“It rather appears that Stalin doesn’t like certain worldly behaviors of the Soviet nobility, nor does he like scandals involving women. Stalin, at heart, is a puritan.”
Curzio Malaparte’s The Kremlin Ball grants a look at 1929 Stalinist Russia which is terrifying, delirious and hypnotic: this is a freshly transformed society, post revolution, post civil war, post NEP and post Lenin’s death that is already teetering on its decaying legs. Trotsky is in exile, and Kamenev has been arrested: “The great purge had begun,” but in these early days, no one quite grasps what is happening. Think of the Titanic as it hits the iceberg and that’s the feeling which seeps through these pages.
Malaparte is shocked by what he finds in Moscow; a new social elite has risen on the corpses of those they’ve replaced. There’s still an obsession with “Western behaviours,” and some people, always trying to keep ahead of fashion, have clothes delivered from London:
I had arrived in Moscow believing I would find a tough, intransigent, puritan class in power who had risen from the working class and who abided by a Marxist puritanism.
Malaparte moves through society, mingling with those who appear to be in control, and he watches the doomed–those who have power which is so soon to slip from their grasp:
They had very suddenly risen up to sleep in the beds of the great women of the tsarist nobility, to sit in the gilded chairs of the tsarist officials, carrying out the same functions that until the day before had been carried out by the tsarist nobility.
Malaparte mingles with the highest echelons of Soviet society; he rubs shoulders with politicians, their wives, listens to gossip about ballerinas, attends balls and dinners, recording all he sees, even as Stalin’s brooding, malevolent presence lingers over every society event. Malaparte recalls the French revolution and draws comparisons:
The chief characteristic of the communist nobility is not bad taste, vulgarity or bad manners, nor is it the complacency of wealth, luxury, and power: it is the suspicion, and, I would also add, ideological intransigence. All of us in Moscow were united in our praise for the spareness and simplicity of Stalin’s lifestyle, of his simple, elegant, worker-like ways: but Stalin did not belong to the communist nobility. Stalin was Bonaparte after the coup of 18 Brumaire.
Some of the characters Malaparte meets are ‘ghosts’ of the past regime–they’ve survived, and yet they may as well not exist–even as they hang onto life by a fingertip. One of the book’s greatest scenes takes place at the flea market on Smolensky Boulevard. Malaparte goes there with Bulgakov and runs into “ghosts of the tsarist aristocracy” who are selling their “meager treasures.” A surreal meeting takes place between Malaparte and Prince Lvov who is trying to sell an armchair. There’s also an incredible meeting between Malaparte and Florinsky, the Chief of Protocol of the People’s Commissariat for Foreign Affairs of the Soviet Republic who rides around Moscow in a carriage:
All rouged and powdered, his little yellow eyes rimmed with black, his eyelashes hardened with mascara.

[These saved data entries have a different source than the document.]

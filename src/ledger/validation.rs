//! Validation pipelines.
//!
//! Stateless checks that run strictly in order and short-circuit on the
//! first failure; no store mutation happens until a pipeline has fully
//! succeeded. Reads here may be slightly stale - the engines re-read every
//! balance under lock before mutating.

use rust_decimal::Decimal;

use crate::account::{Account, AccountId, Actor};
use crate::ledger::error::LedgerError;
use crate::ledger::types::{FundRequest, TransferRequest};
use crate::money;
use crate::store::AccountStore;

/// Resolve and authorize a transfer request.
///
/// Order: empty body, source resolution, destination resolution, amount,
/// sufficiency. Returns `(from, to, amount)` with the amount normalized to
/// scale 2.
pub async fn resolve_transfer<S: AccountStore + ?Sized>(
    store: &S,
    actor: &Actor,
    req: &TransferRequest,
) -> Result<(AccountId, AccountId, Decimal), LedgerError> {
    if req.is_empty() {
        return Err(LedgerError::BadRequest("empty request body".to_string()));
    }

    let owned = store.find_by_owner(actor.id).await?;
    let from = resolve_owned(&owned, req.from_id)?;

    let to = match req.to_id {
        None => {
            return Err(LedgerError::UncertainAccount(
                "destination account has not been defined".to_string(),
            ));
        }
        Some(to) => {
            if !store.exists(to).await? {
                return Err(LedgerError::UncertainAccount(
                    "destination account does not exist".to_string(),
                ));
            }
            to
        }
    };

    let amount = check_amount(req.amount)?;

    let source = store
        .get(from)
        .await?
        .ok_or_else(|| LedgerError::NotFound(format!("account {from}")))?;
    if source.balance() < amount {
        return Err(LedgerError::ForbiddenOperation(
            "not enough money for this operation".to_string(),
        ));
    }

    Ok((from, to, amount))
}

/// Resolve and authorize a funding request.
///
/// Order: empty body, amount, destination resolution. The destination must
/// be owned by the actor - funding someone else's account is not a thing.
pub async fn resolve_funding<S: AccountStore + ?Sized>(
    store: &S,
    actor: &Actor,
    req: &FundRequest,
) -> Result<(AccountId, Decimal), LedgerError> {
    if req.is_empty() {
        return Err(LedgerError::BadRequest("empty request body".to_string()));
    }

    let amount = check_amount(req.amount)?;

    let owned = store.find_by_owner(actor.id).await?;
    let to = resolve_owned(&owned, req.to_id)?;

    Ok((to, amount))
}

/// Implicit account resolution: with no explicit id the actor must own
/// exactly one account - zero or several is ambiguous and fails rather than
/// silently picking one. An explicit id must be among the actor's accounts.
fn resolve_owned(owned: &[Account], explicit: Option<AccountId>) -> Result<AccountId, LedgerError> {
    match explicit {
        None => {
            if owned.len() == 1 {
                Ok(owned[0].id())
            } else {
                Err(LedgerError::UncertainAccount(
                    "actor owns no account or more than one".to_string(),
                ))
            }
        }
        Some(id) => {
            if owned.iter().any(|a| a.id() == id) {
                Ok(id)
            } else {
                Err(LedgerError::UncertainAccount(
                    "forbidden: not an account of the current actor".to_string(),
                ))
            }
        }
    }
}

/// Amount must be present and non-negative; sub-cent precision is a
/// malformed payload.
fn check_amount(amount: Option<Decimal>) -> Result<Decimal, LedgerError> {
    let amount = amount.ok_or_else(|| {
        LedgerError::ForbiddenOperation("request does not contain the amount".to_string())
    })?;
    if amount < Decimal::ZERO {
        return Err(LedgerError::ForbiddenOperation(
            "negative amount cannot be transferred".to_string(),
        ));
    }
    Ok(money::normalize(amount)?)
}
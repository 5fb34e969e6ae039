//! End-to-end ledger properties over the in-process store: the concrete
//! acceptance scenarios, conservation, atomicity, and deadlock freedom.

use std::str::FromStr;
use std::sync::Arc;
use std::time::Duration;

use rust_decimal::Decimal;

use minibank::ledger::TransferEngine;
use minibank::{
    AccountId, AccountStore, Actor, ActorId, FundRequest, Ledger, LedgerError, MemoryStore,
    StoreSession, TransferRequest,
};

fn dec(s: &str) -> Decimal {
    Decimal::from_str(s).unwrap()
}

fn actor(id: i64) -> Actor {
    Actor::new(ActorId::new(id), format!("actor{id}"))
}

fn ledger() -> Ledger<MemoryStore> {
    Ledger::new(Arc::new(MemoryStore::new()))
}

async fn balance_of(ledger: &Ledger<MemoryStore>, id: AccountId) -> Decimal {
    ledger
        .store()
        .get(id)
        .await
        .unwrap()
        .expect("account should exist")
        .balance()
}

async fn fund_explicit(ledger: &Ledger<MemoryStore>, who: &Actor, to: AccountId, amount: &str) {
    ledger
        .fund(
            who,
            FundRequest {
                to_id: Some(to),
                amount: Some(dec(amount)),
            },
        )
        .await
        .unwrap();
}

fn transfer_req(from: AccountId, to: AccountId, amount: &str) -> TransferRequest {
    TransferRequest {
        from_id: Some(from),
        to_id: Some(to),
        amount: Some(dec(amount)),
    }
}

#[tokio::test]
async fn created_account_is_empty_and_owned() {
    let ledger = ledger();
    let alice = actor(1);

    let id = ledger.create_account(&alice).await.unwrap();
    assert_eq!(balance_of(&ledger, id).await, dec("0.00"));

    let owned = ledger.accounts_of(&alice).await.unwrap();
    assert_eq!(owned.len(), 1);
    assert_eq!(owned[0].id(), id);
    assert_eq!(owned[0].owner(), alice.id);
}

#[tokio::test]
async fn transfer_moves_funds_and_conserves_total() {
    let ledger = ledger();
    let (alice, bob) = (actor(1), actor(2));
    let a = ledger.create_account(&alice).await.unwrap();
    let b = ledger.create_account(&bob).await.unwrap();
    fund_explicit(&ledger, &alice, a, "20.00").await;
    fund_explicit(&ledger, &bob, b, "5.00").await;

    ledger
        .transfer(&alice, transfer_req(a, b, "10.00"))
        .await
        .unwrap();

    let (bal_a, bal_b) = (balance_of(&ledger, a).await, balance_of(&ledger, b).await);
    assert_eq!(bal_a, dec("10.00"));
    assert_eq!(bal_b, dec("15.00"));
    assert_eq!(bal_a + bal_b, dec("25.00"));
}

#[tokio::test]
async fn fund_with_implicit_destination() {
    let ledger = ledger();
    let alice = actor(1);
    let a = ledger.create_account(&alice).await.unwrap();
    fund_explicit(&ledger, &alice, a, "10.00").await;

    let funded = ledger
        .fund(
            &alice,
            FundRequest {
                to_id: None,
                amount: Some(dec("15.00")),
            },
        )
        .await
        .unwrap();

    assert_eq!(funded, a);
    assert_eq!(balance_of(&ledger, a).await, dec("25.00"));
}

#[tokio::test]
async fn implicit_resolution_fails_for_zero_or_many_accounts() {
    let ledger = ledger();
    let alice = actor(1);

    // No account at all
    let err = ledger
        .fund(
            &alice,
            FundRequest {
                to_id: None,
                amount: Some(dec("1.00")),
            },
        )
        .await
        .unwrap_err();
    assert!(matches!(err, LedgerError::UncertainAccount(_)));

    // More than one account
    ledger.create_account(&alice).await.unwrap();
    ledger.create_account(&alice).await.unwrap();
    let err = ledger
        .fund(
            &alice,
            FundRequest {
                to_id: None,
                amount: Some(dec("1.00")),
            },
        )
        .await
        .unwrap_err();
    assert!(matches!(err, LedgerError::UncertainAccount(_)));
}

#[tokio::test]
async fn negative_fund_is_forbidden_and_balance_unchanged() {
    let ledger = ledger();
    let alice = actor(1);
    let a = ledger.create_account(&alice).await.unwrap();
    fund_explicit(&ledger, &alice, a, "10.00").await;

    let err = ledger
        .fund(
            &alice,
            FundRequest {
                to_id: Some(a),
                amount: Some(dec("-15")),
            },
        )
        .await
        .unwrap_err();
    assert!(matches!(err, LedgerError::ForbiddenOperation(_)));
    assert_eq!(balance_of(&ledger, a).await, dec("10.00"));
}

#[tokio::test]
async fn transfer_to_missing_destination_leaves_source_unchanged() {
    let ledger = ledger();
    let alice = actor(1);
    let a = ledger.create_account(&alice).await.unwrap();
    fund_explicit(&ledger, &alice, a, "20.00").await;

    let err = ledger
        .transfer(&alice, transfer_req(a, AccountId::new(999), "10.00"))
        .await
        .unwrap_err();
    assert!(matches!(err, LedgerError::UncertainAccount(_)));
    assert_eq!(balance_of(&ledger, a).await, dec("20.00"));
}

#[tokio::test]
async fn transfer_from_foreign_account_is_rejected() {
    let ledger = ledger();
    let (alice, bob) = (actor(1), actor(2));
    let a = ledger.create_account(&alice).await.unwrap();
    let b = ledger.create_account(&bob).await.unwrap();
    fund_explicit(&ledger, &bob, b, "50.00").await;

    let err = ledger
        .transfer(&alice, transfer_req(b, a, "10.00"))
        .await
        .unwrap_err();
    assert!(matches!(err, LedgerError::UncertainAccount(_)));
    assert_eq!(balance_of(&ledger, b).await, dec("50.00"));
}

#[tokio::test]
async fn insufficient_funds_is_forbidden() {
    let ledger = ledger();
    let (alice, bob) = (actor(1), actor(2));
    let a = ledger.create_account(&alice).await.unwrap();
    let b = ledger.create_account(&bob).await.unwrap();
    fund_explicit(&ledger, &alice, a, "5.00").await;

    let err = ledger
        .transfer(&alice, transfer_req(a, b, "5.01"))
        .await
        .unwrap_err();
    assert!(matches!(err, LedgerError::ForbiddenOperation(_)));
    assert_eq!(balance_of(&ledger, a).await, dec("5.00"));
    assert_eq!(balance_of(&ledger, b).await, dec("0.00"));
}

#[tokio::test]
async fn zero_amount_transfer_succeeds_without_movement() {
    let ledger = ledger();
    let (alice, bob) = (actor(1), actor(2));
    let a = ledger.create_account(&alice).await.unwrap();
    let b = ledger.create_account(&bob).await.unwrap();
    fund_explicit(&ledger, &alice, a, "5.00").await;

    ledger
        .transfer(&alice, transfer_req(a, b, "0"))
        .await
        .unwrap();
    assert_eq!(balance_of(&ledger, a).await, dec("5.00"));
    assert_eq!(balance_of(&ledger, b).await, dec("0.00"));
}

#[tokio::test]
async fn self_transfer_is_a_verified_no_op() {
    let ledger = ledger();
    let alice = actor(1);
    let a = ledger.create_account(&alice).await.unwrap();
    fund_explicit(&ledger, &alice, a, "5.00").await;

    ledger
        .transfer(&alice, transfer_req(a, a, "3.00"))
        .await
        .unwrap();
    assert_eq!(balance_of(&ledger, a).await, dec("5.00"));

    // Still checked against the balance
    let err = ledger
        .transfer(&alice, transfer_req(a, a, "5.01"))
        .await
        .unwrap_err();
    assert!(matches!(err, LedgerError::ForbiddenOperation(_)));
}

#[tokio::test]
async fn close_guard_requires_zero_balance() {
    let ledger = ledger();
    let alice = actor(1);
    let a = ledger.create_account(&alice).await.unwrap();
    fund_explicit(&ledger, &alice, a, "1.00").await;

    let err = ledger.close_account(&alice, a).await.unwrap_err();
    assert!(matches!(err, LedgerError::ForbiddenOperation(_)));
    assert!(ledger.store().exists(a).await.unwrap());

    // Drain it and close for real
    let bob = actor(2);
    let b = ledger.create_account(&bob).await.unwrap();
    ledger
        .transfer(&alice, transfer_req(a, b, "1.00"))
        .await
        .unwrap();
    ledger.close_account(&alice, a).await.unwrap();
    assert!(!ledger.store().exists(a).await.unwrap());
}

#[tokio::test]
async fn close_of_foreign_account_is_forbidden() {
    let ledger = ledger();
    let (alice, bob) = (actor(1), actor(2));
    let b = ledger.create_account(&bob).await.unwrap();

    let err = ledger.close_account(&alice, b).await.unwrap_err();
    assert!(matches!(err, LedgerError::ForbiddenOperation(_)));
    assert!(ledger.store().exists(b).await.unwrap());
}

#[tokio::test]
async fn close_with_non_positive_id_is_bad_request() {
    let ledger = ledger();
    let alice = actor(1);

    let err = ledger
        .close_account(&alice, AccountId::new(-1))
        .await
        .unwrap_err();
    assert!(matches!(err, LedgerError::BadRequest(_)));

    let err = ledger
        .close_account(&alice, AccountId::new(0))
        .await
        .unwrap_err();
    assert!(matches!(err, LedgerError::BadRequest(_)));
}

#[tokio::test]
async fn transfer_aborts_when_destination_vanishes_mid_flight() {
    let ledger = ledger();
    let (alice, bob) = (actor(1), actor(2));
    let a = ledger.create_account(&alice).await.unwrap();
    let b = ledger.create_account(&bob).await.unwrap();
    fund_explicit(&ledger, &alice, a, "20.00").await;

    // Validation has passed for a -> b; the destination disappears before
    // the engine runs (simulated by closing it here).
    ledger.close_account(&bob, b).await.unwrap();

    let err = TransferEngine::execute(
        ledger.store(),
        a,
        b,
        dec("10.00"),
        Duration::from_millis(500),
    )
    .await
    .unwrap_err();
    assert!(matches!(err, LedgerError::NotFound(_)));
    assert_eq!(balance_of(&ledger, a).await, dec("20.00"));
}

#[tokio::test]
async fn lock_timeout_is_surfaced_not_retried() {
    let store = Arc::new(MemoryStore::new());
    let ledger = Ledger::new(Arc::clone(&store)).with_lock_timeout(Duration::from_millis(50));
    let alice = actor(1);
    let a = ledger.create_account(&alice).await.unwrap();

    // Another transaction holds the row
    let mut holder = store.begin().await.unwrap();
    holder
        .locked_get(a, Duration::from_millis(500))
        .await
        .unwrap();

    let err = ledger
        .fund(
            &alice,
            FundRequest {
                to_id: Some(a),
                amount: Some(dec("1.00")),
            },
        )
        .await
        .unwrap_err();
    assert!(matches!(err, LedgerError::LockTimeout));

    holder.rollback().await.unwrap();
    assert_eq!(balance_of(&ledger, a).await, dec("0.00"));
}

#[tokio::test(flavor = "multi_thread", worker_threads = 4)]
async fn opposing_concurrent_transfers_never_deadlock() {
    let ledger = ledger();
    let (alice, bob) = (actor(1), actor(2));
    let a = ledger.create_account(&alice).await.unwrap();
    let b = ledger.create_account(&bob).await.unwrap();
    fund_explicit(&ledger, &alice, a, "100.00").await;
    fund_explicit(&ledger, &bob, b, "100.00").await;

    const ROUNDS: usize = 25;

    let forward = {
        let ledger = ledger.clone();
        let alice = alice.clone();
        tokio::spawn(async move {
            for _ in 0..ROUNDS {
                ledger
                    .transfer(&alice, transfer_req(a, b, "1.00"))
                    .await
                    .unwrap();
            }
        })
    };
    let backward = {
        let ledger = ledger.clone();
        let bob = bob.clone();
        tokio::spawn(async move {
            for _ in 0..ROUNDS {
                ledger
                    .transfer(&bob, transfer_req(b, a, "1.00"))
                    .await
                    .unwrap();
            }
        })
    };

    // Ordered lock acquisition means both sides complete; a deadlock would
    // trip the lock timeout and fail the unwraps above.
    forward.await.unwrap();
    backward.await.unwrap();

    let (bal_a, bal_b) = (balance_of(&ledger, a).await, balance_of(&ledger, b).await);
    assert_eq!(bal_a + bal_b, dec("200.00"));
    assert_eq!(bal_a, dec("100.00"));
    assert_eq!(bal_b, dec("100.00"));
}

#[tokio::test(flavor = "multi_thread", worker_threads = 4)]
async fn concurrent_deposits_all_land() {
    let ledger = ledger();
    let alice = actor(1);
    let a = ledger.create_account(&alice).await.unwrap();

    let mut tasks = Vec::new();
    for _ in 0..5 {
        let ledger = ledger.clone();
        let alice = alice.clone();
        tasks.push(tokio::spawn(async move {
            for _ in 0..10 {
                ledger
                    .fund(
                        &alice,
                        FundRequest {
                            to_id: Some(a),
                            amount: Some(dec("1.00")),
                        },
                    )
                    .await
                    .unwrap();
            }
        }));
    }
    for task in tasks {
        task.await.unwrap();
    }

    assert_eq!(balance_of(&ledger, a).await, dec("50.00"));
}

#[tokio::test(flavor = "multi_thread", worker_threads = 4)]
async fn concurrent_close_and_deposit_never_strand_money() {
    // Either the deposit lands first (close is then forbidden) or the close
    // wins (deposit finds the row gone). Both endings are consistent.
    for _ in 0..10 {
        let ledger = ledger();
        let alice = actor(1);
        let a = ledger.create_account(&alice).await.unwrap();

        let depositor = {
            let ledger = ledger.clone();
            let alice = alice.clone();
            tokio::spawn(async move {
                ledger
                    .fund(
                        &alice,
                        FundRequest {
                            to_id: Some(a),
                            amount: Some(dec("5.00")),
                        },
                    )
                    .await
            })
        };
        let closer = {
            let ledger = ledger.clone();
            let alice = alice.clone();
            tokio::spawn(async move { ledger.close_account(&alice, a).await })
        };

        let deposit = depositor.await.unwrap();
        let close = closer.await.unwrap();

        match (ledger.store().get(a).await.unwrap(), close) {
            // Account survived: the deposit must be fully visible and the
            // close must have been rejected or raced past validation.
            (Some(account), _) => {
                assert!(deposit.is_ok());
                assert_eq!(account.balance(), dec("5.00"));
            }
            // Account gone: no money may have been in it when it closed.
            (None, close) => {
                assert!(close.is_ok());
                assert!(deposit.is_err());
            }
        }
    }
}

On another occasion, Malaparte meets Trotsky’s sister, Olga Kamenev. She’s waiting for death to arrive, even as she continues her work in the face of her doom. Others will soon die, and there’s a motif of rot and death throughout the book. Malaparte visits Lenin’s Tomb, the morgue (or what passes for a morgue) and a glue factory where a “mountain of dead animals” emits a stench of rot even as the animals are converted into usable objects. People are being arrested, others commit suicide: Death awaits nearly everyone Malaparte meets, and of course there’s a subtle comparison to be drawn between the piles of animal corpses and the soon-to be dead:
What did Trotsky think would happen if he lost? The hateful thing, in my opinion, about Trotsky wasn’t that he killed thousands upon thousands of the bourgeoisie, of counterrevolutionaries, of tsarist officers, nor that he killed them with bad feelings–good feelings do not make for a good revolution–but I reproached him for having placed himself at the head of a political faction that identified itself with the corrupt Soviet ruling class of the years 1929-1930. Behind his rhetoric lurked the pederast, the prostitute, the enriched bourgeoisie, the petty officers, all those who exploited the October Revolution. Trotsky’s sin was not that he had placed himself at the head of a proletarian faction, but at the head of the most corrupt faction comprised of the revolutionary proletarian exploiters.
The Russian Revolution, the Russian Civil War, and the Great Purges, but this is a time in-between: 1929. So many people had been slaughtered, but many many more were to die. There’s a sense of unease, a troubled sleep in between the past violence and the violence yet to come, and Malaparte’s amazing, perverse intellect, devoid of moral judgement, captures this moment in time. Malaparte ruminates about Russian literature and how the characters in Dostoevsky, Tolstoy, Gogol, Goncharov and Chekhov “were alive in a world inhabited by death.” He discusses religion, death and the nature of revolutions while evoking Proust, Balzac, and Russia’s greatest authors. This is a brilliant work which will make my best-of year list.